**Task goal:** Copy out, exactly and with nothing else, the stretch of lines that starts at the line containing "failed utterance is" and finishes at the end of the data.

(Records from a data source)

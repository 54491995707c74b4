/// Errors reported by a [`SpeechEngine`](crate::SpeechEngine) for a single utterance
/// or voice query.
///
/// Playback never stops because of one of these: a failed utterance is
/// treated exactly like a finished one.
#[derive(thiserror::Error, Debug)]
pub enum SpeechError {
    #[error("Speech engine is not available in this environment")]
    Unavailable,
    #[error(
        "espeak-ng not found. Install: Linux: `sudo apt-get install espeak-ng`, \
         macOS: `brew install espeak-ng`, Windows: https://espeak-ng.org/download"
    )]
    EspeakNotFound,
    #[error("I/O error: {0}")]
    Io(#[from] std::io::Error),
    #[error("Utterance was interrupted")]
    Interrupted,
    #[error("Speech synthesis failed: {0}")]
    Failed(String),
}

/// Errors surfaced at the player boundary.
#[derive(thiserror::Error, Debug)]
pub enum PlaybackError {
    #[error("No speech engine is available. Playback is disabled.")]
    EngineUnavailable,
    #[error("Player has shut down")]
    PlayerClosed,
    #[error("I/O error: {0}")]
    Io(#[from] std::io::Error),
    #[error("Invalid config JSON: {0}")]
    Json(#[from] serde_json::Error),
    #[error("Invalid config: {0}")]
    Config(String),
}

**Expected answer:**
/// Playback never stops because of one of these: a failed utterance is
/// treated exactly like a finished one.
#[derive(thiserror::Error, Debug)]
pub enum SpeechError {
    #[error("Speech engine is not available in this environment")]
    Unavailable,
    #[error(
        "espeak-ng not found. Install: Linux: `sudo apt-get install espeak-ng`, \
         macOS: `brew install espeak-ng`, Windows: https://espeak-ng.org/download"
    )]
    EspeakNotFound,
    #[error("I/O error: {0}")]
    Io(#[from] std::io::Error),
    #[error("Utterance was interrupted")]
    Interrupted,
    #[error("Speech synthesis failed: {0}")]
    Failed(String),
}

/// Errors surfaced at the player boundary.
#[derive(thiserror::Error, Debug)]
pub enum PlaybackError {
    #[error("No speech engine is available. Playback is disabled.")]
    EngineUnavailable,
    #[error("Player has shut down")]
    PlayerClosed,
    #[error("I/O error: {0}")]
    Io(#[from] std::io::Error),
    #[error("Invalid config JSON: {0}")]
    Json(#[from] serde_json::Error),
    #[error("Invalid config: {0}")]
    Config(String),
}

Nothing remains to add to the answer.